TTTAMT: Communication Breakdown!
Between helicopter parenting, emoticons and the iPhone, we have ceased to live, and, subsequently, ceased to communicate, like normal people. This has affected my everyday life in an array of adverse ways. Below are three of them.
1. When inspiration for writing something really important and time-sensitive (a past-due report, MY DREADED LAW SCHOOL ESSAYS) seems to come at the worst possible time, like, when access to a computer is impossible. I always seem to come up with the best nuggets of verbeage just as I’m applying an extra rich coat of deep conditioning hair goop and need at least 15 minutes to go from shower to computer (sidenote, the best mask I’ve ever used is Moroccan Oil’s pot of glory…I have yet to drink the Kerastase kool-aid so I can’t attest to how the two compare, but anything made by Moroccan Oil is pure crack-pour-les-cheveux, and I highly recommend it). Or I get a brilliant idea while on the phone with a client, or out running, or just doing random shit with no piece of technology other than my phone, on which, to this day, I STILL cannot type faster than 3wpm. I’ve thought of just getting a recording app, but I’d sound like a complete psychopath walking around recording shit about my thoughts on post-communist Russia or some sort of legalese mumbo-jumbo. Fuckkk! Worst part is, I can’t break out a notepad like I used to because as my typing as gotten faster and faster, my hand-writing has gotten slower and slower! Note-taking in class notwithstanding, I’ve grown so dependent on typing stuff out as opposed to jotting stuff down that I literally NEED a computer to get my thoughts out. Oh…the shame. Murphy’s Law, duly noted.

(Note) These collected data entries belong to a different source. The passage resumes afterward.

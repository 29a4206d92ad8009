//! Stock-bearing records and stock level classification.

use serde::{Deserialize, Serialize};

use crate::value_object::ValueObject;

/// A record that carries an on-hand quantity and a category.
///
/// Implemented by catalog products and inventory items so the same
/// aggregations run over either list.
pub trait Stocked {
    fn quantity(&self) -> u32;
    fn category(&self) -> &str;
}

impl<T: Stocked + ?Sized> Stocked for &T {
    fn quantity(&self) -> u32 {
        (**self).quantity()
    }

    fn category(&self) -> &str {
        (**self).category()
    }
}

/// Quantity below which a record counts as low stock (strictly less than).
///
/// There is intentionally no `Default`: every caller names its threshold.
#[derive(Debug, Copy, Clone, PartialEq, Eq, Hash, Serialize, Deserialize)]
#[serde(transparent)]
pub struct StockThreshold(u32);

impl ValueObject for StockThreshold {}

impl StockThreshold {
    /// Inventory table and inventory dashboard cards.
    pub const INVENTORY_TABLE: StockThreshold = StockThreshold(10);
    /// Product dashboard low-inventory list.
    pub const PRODUCT_DASHBOARD: StockThreshold = StockThreshold(20);
    /// Product cards show "Only N left" below this count (10 and under).
    pub const PRODUCT_CARD: StockThreshold = StockThreshold(11);

    pub const fn new(value: u32) -> Self {
        Self(value)
    }

    pub const fn value(self) -> u32 {
        self.0
    }

    pub fn is_low(self, quantity: u32) -> bool {
        quantity < self.0
    }
}

/// Badge-level stock classification.
#[derive(Debug, Copy, Clone, PartialEq, Eq, Serialize, Deserialize)]
#[serde(rename_all = "snake_case")]
pub enum StockLevel {
    OutOfStock,
    Low,
    InStock,
}

impl StockLevel {
    pub fn classify(quantity: u32, threshold: StockThreshold) -> Self {
        if quantity == 0 {
            StockLevel::OutOfStock
        } else if threshold.is_low(quantity) {
            StockLevel::Low
        } else {
            StockLevel::InStock
        }
    }

    pub fn label(self) -> &'static str {
        match self {
            StockLevel::OutOfStock => "Out of Stock",
            StockLevel::Low => "Low Stock",
            StockLevel::InStock => "In Stock",
        }
    }
}
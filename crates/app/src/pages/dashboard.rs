use serde::Serialize;

use storefront_auth::{require_session, AccessView, SessionProvider};
use storefront_core::StockThreshold;
use storefront_inventory::{low_stock, summarize, InventorySummary};

use crate::context::StoreContext;
use crate::pages::ProductCard;

/// Signed-in account dashboard.
#[derive(Debug, Clone, PartialEq, Serialize)]
pub struct DashboardView {
    pub greeting: String,
    pub catalog_summary: InventorySummary,
    /// Catalog products below the dashboard threshold.
    pub low_inventory: Vec<ProductCard>,
}

pub fn dashboard_page<P>(ctx: &StoreContext, sessions: &P) -> AccessView<DashboardView>
where
    P: SessionProvider + ?Sized,
{
    let threshold = StockThreshold::PRODUCT_DASHBOARD;
    let currency = ctx.config.currency;

    require_session(sessions, &ctx.roles, |grant| {
        let products = ctx.catalog.products();
        DashboardView {
            greeting: format!("Welcome, {}!", grant.session.greeting_name()),
            catalog_summary: summarize(products, threshold),
            low_inventory: low_stock(products, threshold)
                .into_iter()
                .map(|p| ProductCard::new(p, currency))
                .collect(),
        }
    })
}
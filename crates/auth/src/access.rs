//! Page-boundary capability check.
//!
//! Pages call one of the `require_*` functions once and get back an
//! [`AccessView`]; rendering then matches on it exactly once.

use serde::Serialize;

use crate::{authorize, AuthzError, Permission, RolePolicy, Session, SessionProvider};

/// Typed outcome of an access check.
#[derive(Debug, Clone, PartialEq, Serialize)]
#[serde(tag = "access", content = "view", rename_all = "snake_case")]
pub enum AccessView<T> {
    Unauthenticated,
    Unauthorized { missing: Permission },
    Authorized(T),
}

impl<T> AccessView<T> {
    pub fn map<U>(self, f: impl FnOnce(T) -> U) -> AccessView<U> {
        match self {
            AccessView::Unauthenticated => AccessView::Unauthenticated,
            AccessView::Unauthorized { missing } => AccessView::Unauthorized { missing },
            AccessView::Authorized(view) => AccessView::Authorized(f(view)),
        }
    }

    pub fn authorized(&self) -> Option<&T> {
        match self {
            AccessView::Authorized(view) => Some(view),
            _ => None,
        }
    }

    pub fn into_result(self) -> Result<T, AuthzError> {
        match self {
            AccessView::Unauthenticated => Err(AuthzError::Unauthenticated),
            AccessView::Unauthorized { missing } => {
                Err(AuthzError::Forbidden(missing.as_str().to_string()))
            }
            AccessView::Authorized(view) => Ok(view),
        }
    }
}

/// The signed-in session plus its effective permissions.
#[derive(Debug, Clone, PartialEq, Eq)]
pub struct Grant {
    pub session: Session,
    pub permissions: Vec<Permission>,
}

impl Grant {
    pub fn can(&self, permission: &Permission) -> bool {
        authorize(&self.permissions, permission).is_ok()
    }
}

/// Any signed-in user.
pub fn require_session<P, T>(
    provider: &P,
    policy: &RolePolicy,
    build: impl FnOnce(&Grant) -> T,
) -> AccessView<T>
where
    P: SessionProvider + ?Sized,
{
    match provider.current_session() {
        None => AccessView::Unauthenticated,
        Some(session) => {
            let permissions = policy.effective(&session.roles);
            let grant = Grant {
                session,
                permissions,
            };
            AccessView::Authorized(build(&grant))
        }
    }
}

/// A signed-in user holding `required`.
pub fn require_permission<P, T>(
    provider: &P,
    policy: &RolePolicy,
    required: &Permission,
    build: impl FnOnce(&Grant) -> T,
) -> AccessView<T>
where
    P: SessionProvider + ?Sized,
{
    let Some(session) = provider.current_session() else {
        return AccessView::Unauthenticated;
    };

    let permissions = policy.effective(&session.roles);
    if let Err(err) = authorize(&permissions, required) {
        tracing::info!(user = %session.user_id, %err, "access denied");
        return AccessView::Unauthorized {
            missing: required.clone(),
        };
    }

    let grant = Grant {
        session,
        permissions,
    };
    AccessView::Authorized(build(&grant))
}
//! Value object trait: equality by value, not identity.

/// Marker trait for value objects.
///
/// Value objects carry no identity: two values with the same attributes are
/// interchangeable (`Money`, price ranges, stock thresholds). They are
/// immutable; "changing" one means building a new value.
///
/// ```ignore
/// let a = Money::from_minor(12_999);
/// let b = Money::from_major_minor(129, 99);
/// assert_eq!(a, b);
/// ```
pub trait ValueObject: Clone + PartialEq + core::fmt::Debug {}
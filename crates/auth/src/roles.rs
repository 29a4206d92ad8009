use std::borrow::Cow;

use serde::{Deserialize, Serialize};

use crate::Permission;

/// Role identifier reported by the identity provider.
#[derive(Debug, Clone, PartialEq, Eq, Hash, Serialize, Deserialize)]
#[serde(transparent)]
pub struct Role(Cow<'static, str>);

impl Role {
    pub const ADMIN: Role = Role(Cow::Borrowed("admin"));
    pub const STAFF: Role = Role(Cow::Borrowed("staff"));
    pub const CUSTOMER: Role = Role(Cow::Borrowed("customer"));

    pub fn new(name: impl Into<Cow<'static, str>>) -> Self {
        Self(name.into())
    }

    pub fn as_str(&self) -> &str {
        &self.0
    }
}

impl core::fmt::Display for Role {
    fn fmt(&self, f: &mut core::fmt::Formatter<'_>) -> core::fmt::Result {
        f.write_str(&self.0)
    }
}

/// Maps roles to the permissions they grant.
///
/// The default policy: `admin` gets everything, `staff` may view inventory,
/// everyone else (including `customer`) gets nothing extra.
#[derive(Debug, Clone, PartialEq, Eq, Default)]
pub struct RolePolicy {
    overrides: Vec<(Role, Vec<Permission>)>,
}

impl RolePolicy {
    /// Replace the permissions granted to `role`.
    pub fn with_role(mut self, role: Role, permissions: Vec<Permission>) -> Self {
        self.overrides.retain(|(r, _)| r != &role);
        self.overrides.push((role, permissions));
        self
    }

    pub fn permissions_for(&self, role: &Role) -> Vec<Permission> {
        if let Some((_, perms)) = self.overrides.iter().find(|(r, _)| r == role) {
            return perms.clone();
        }
        match role.as_str() {
            "admin" => vec![Permission::WILDCARD],
            "staff" => vec![Permission::INVENTORY_READ],
            _ => Vec::new(),
        }
    }

    /// Union of permissions across roles, deduplicated.
    pub fn effective(&self, roles: &[Role]) -> Vec<Permission> {
        let mut out: Vec<Permission> = Vec::new();
        for role in roles {
            for perm in self.permissions_for(role) {
                if !out.contains(&perm) {
                    out.push(perm);
                }
            }
        }
        out
    }
}

#[cfg(test)]
mod tests {
    use super::*;

    #[test]
    fn default_policy_grants_by_role() {
        let policy = RolePolicy::default();
        assert_eq!(policy.permissions_for(&Role::ADMIN), vec![Permission::WILDCARD]);
        assert_eq!(policy.permissions_for(&Role::STAFF), vec![Permission::INVENTORY_READ]);
        assert!(policy.permissions_for(&Role::CUSTOMER).is_empty());
        assert!(policy.permissions_for(&Role::new("auditor")).is_empty());
    }

    #[test]
    fn overrides_replace_defaults_and_dedupe() {
        let policy = RolePolicy::default().with_role(
            Role::STAFF,
            vec![Permission::INVENTORY_READ, Permission::INVENTORY_WRITE],
        );
        let effective = policy.effective(&[Role::STAFF, Role::STAFF, Role::CUSTOMER]);
        assert_eq!(
            effective,
            vec![Permission::INVENTORY_READ, Permission::INVENTORY_WRITE]
        );
    }
}
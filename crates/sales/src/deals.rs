//! Discounted catalog views for the deals page.

use chrono::{DateTime, Duration, Utc};
use serde::{Deserialize, Serialize};

use storefront_core::{DomainError, DomainResult, Money, ProductId};
use storefront_products::{Catalog, Product};

#[derive(Debug, Copy, Clone, PartialEq, Eq, Serialize, Deserialize)]
#[serde(rename_all = "lowercase")]
pub enum DealKind {
    Flash,
    Weekly,
}

/// A discount scheduled for one product.
#[derive(Debug, Clone, PartialEq, Eq, Serialize, Deserialize)]
#[serde(rename_all = "camelCase")]
pub struct Deal {
    pub product_id: ProductId,
    /// Whole percent off, 1 to 99.
    pub discount_percent: u8,
    pub kind: DealKind,
    pub ends_at: DateTime<Utc>,
}

/// A deal whose end time is relative to when the store opens.
#[derive(Debug, Clone, PartialEq, Eq, Serialize, Deserialize)]
#[serde(rename_all = "camelCase")]
pub struct ScheduledDeal {
    pub product_id: ProductId,
    pub discount_percent: u8,
    pub kind: DealKind,
    pub ends_in_hours: u32,
}

impl ScheduledDeal {
    /// Pin the schedule to `opened_at`.
    pub fn starting_at(&self, opened_at: DateTime<Utc>) -> Deal {
        Deal {
            product_id: self.product_id.clone(),
            discount_percent: self.discount_percent,
            kind: self.kind,
            ends_at: opened_at + Duration::hours(i64::from(self.ends_in_hours)),
        }
    }
}

/// A product with its deal applied.
#[derive(Debug, Clone, PartialEq)]
pub struct DealProduct<'a> {
    pub product: &'a Product,
    pub original_price: Money,
    pub sale_price: Money,
    pub discount_percent: u8,
    pub kind: DealKind,
    pub ends_at: DateTime<Utc>,
}

impl DealProduct<'_> {
    pub fn savings(&self) -> Money {
        Money::from_minor(self.original_price.minor() - self.sale_price.minor())
    }

    /// A deal runs until, but not including, `ends_at`.
    pub fn is_active(&self, now: DateTime<Utc>) -> bool {
        now < self.ends_at
    }
}

/// Deals resolved against the catalog, in deal order.
#[derive(Debug, Clone)]
pub struct DealBoard<'a> {
    deals: Vec<DealProduct<'a>>,
}

impl<'a> DealBoard<'a> {
    /// Resolve deals against the catalog.
    ///
    /// Deals for products missing from the catalog are skipped. A discount
    /// outside 1..=99 is an error: the schedule is data we own.
    pub fn new(catalog: &'a Catalog, deals: &[Deal]) -> DomainResult<Self> {
        let mut resolved = Vec::with_capacity(deals.len());

        for deal in deals {
            if !(1..=99).contains(&deal.discount_percent) {
                return Err(DomainError::validation(format!(
                    "deal for '{}' has discount {}%, expected 1-99",
                    deal.product_id, deal.discount_percent
                )));
            }

            let Some(product) = catalog.get(&deal.product_id) else {
                tracing::warn!(product = %deal.product_id, "deal references unknown product");
                continue;
            };

            resolved.push(DealProduct {
                product,
                original_price: product.price,
                sale_price: product.price.discounted(deal.discount_percent),
                discount_percent: deal.discount_percent,
                kind: deal.kind,
                ends_at: deal.ends_at,
            });
        }

        Ok(Self { deals: resolved })
    }

    pub fn all(&self) -> &[DealProduct<'a>] {
        &self.deals
    }

    pub fn flash(&self) -> Vec<&DealProduct<'a>> {
        self.of_kind(DealKind::Flash)
    }

    pub fn weekly(&self) -> Vec<&DealProduct<'a>> {
        self.of_kind(DealKind::Weekly)
    }

    fn of_kind(&self, kind: DealKind) -> Vec<&DealProduct<'a>> {
        self.deals.iter().filter(|d| d.kind == kind).collect()
    }
}
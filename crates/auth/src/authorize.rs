use thiserror::Error;

use crate::Permission;

#[derive(Debug, Error, Clone, PartialEq, Eq)]
pub enum AuthzError {
    #[error("not signed in")]
    Unauthenticated,

    #[error("forbidden: missing permission '{0}'")]
    Forbidden(String),
}

/// Check a permission against an effective permission set.
///
/// - No IO
/// - No panics
/// - Wildcard `"*"` grants everything
pub fn authorize(granted: &[Permission], required: &Permission) -> Result<(), AuthzError> {
    if granted.iter().any(|p| p.is_wildcard() || p == required) {
        Ok(())
    } else {
        Err(AuthzError::Forbidden(required.as_str().to_string()))
    }
}

#[cfg(test)]
mod tests {
    use super::*;

    #[test]
    fn wildcard_grants_everything() {
        assert!(authorize(&[Permission::WILDCARD], &Permission::INVENTORY_WRITE).is_ok());
    }

    #[test]
    fn exact_permission_required() {
        let granted = [Permission::INVENTORY_READ];
        assert!(authorize(&granted, &Permission::INVENTORY_READ).is_ok());
        assert_eq!(
            authorize(&granted, &Permission::INVENTORY_WRITE),
            Err(AuthzError::Forbidden("inventory.write".into()))
        );
        assert!(authorize(&[], &Permission::INVENTORY_READ).is_err());
    }
}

2. When people call, or worse, TEXT!!!!!, at the worst possible time. Oh, you’re out walking your dog and need both hands? GREAT! LET’S HAVE A 20 MINUTE CONVO ABOUT USELESS BULLSHIT! Just got in to the office and need to settle in to your work day? How about I steamroll you into the corner as I bombard you with questions and requests for favors when you don’t have adequate time or opportunity to say no! New SVU episode just started? Perfect time to go over a document I need you to review for me real quick! Oh, I’m bored at work and need to keep texting you whiny ramblings about how I’m bored at work even though you’re also at work, not even remotely close to bored, and, actually, on one hell of a deadline, thereby making my inane quandaries about what I should order for lunch top your STFU list? Well geez, don’t cop an attitude with me, sorry you’re TOO BUSY to respond to my texts! Why do your texts sound so DISINTERESTED!?!?? ARE YOU OKAY?!?!?!?!? ARE YOU TOO GOOD FOR TEXTING ME DURING WORK!?!??!!?
I know that there’s a simple solution to these woes,
and it involves multiple uses of the Sarcastic Willy Wonka meme and it’s called not picking up the fucking phone. But alas, I can’t not pick up my phone because what if I miss out on some ultra-time-sensitive piece of non-essential information!?!?! Gotta be in the know! Gotta be wired! Gotta be with it! Gotta check my phone eleven fucking times before the appetizer course arrives because OMG what if someone retweets my observation about how they changed the font of the menu at the ethnic niche joint where I just ousted the current douchebag mayor for the most check-ins on FourStalkMeSquare!!!!!!! Awful. What the fuck have we become? So…yeah. I’m amending my 2013 resolutions to include “step away from the phone.” Pronto.
3. When the iPhone weather app lies. I take great care to wear weather-appropriate footwear, thereby severely limiting the exposure of my glorious collection of suede loafers to the hazardous elements of the winter terrain. Thus, if it’s remotely wet out, the suede stays home. Imagine my inner rage when I check the forecast, confirm that it won’t rain, and then end up soaking my precious blue suede shoes when a torrential downpour descends on my commute. Total FML. In the summer I’m so OCD about this shit that I just walk everywhere in flip-flops and lug my giant supertote everywhere I go with a pair of my “actual” shoes” in tow, changing into them when it’s safe. The winter, however, is a different story because carrying an extra pair of BOOTS in my bag just seems ridiculous. Maybe I should just give up on suede and nappa leather. Just kidding. I would never do that. Maybe I should not rely on the weather app, or try to deeply ponder the alternate meanings when it says “mostly cloudy” or “slight chance of flurries.” Also, while we’re on the subject of apps, why the F won’t my stupid iPhone let me delete its shitty and inherently inaccurate “weather” app that only allows me to view the purported weather report in Cupertino, CA?
Now that I recall, communication was a hell of a lot easier back when I had my BlackBerry. When in doubt, blame the iPhone! Is there an app for that?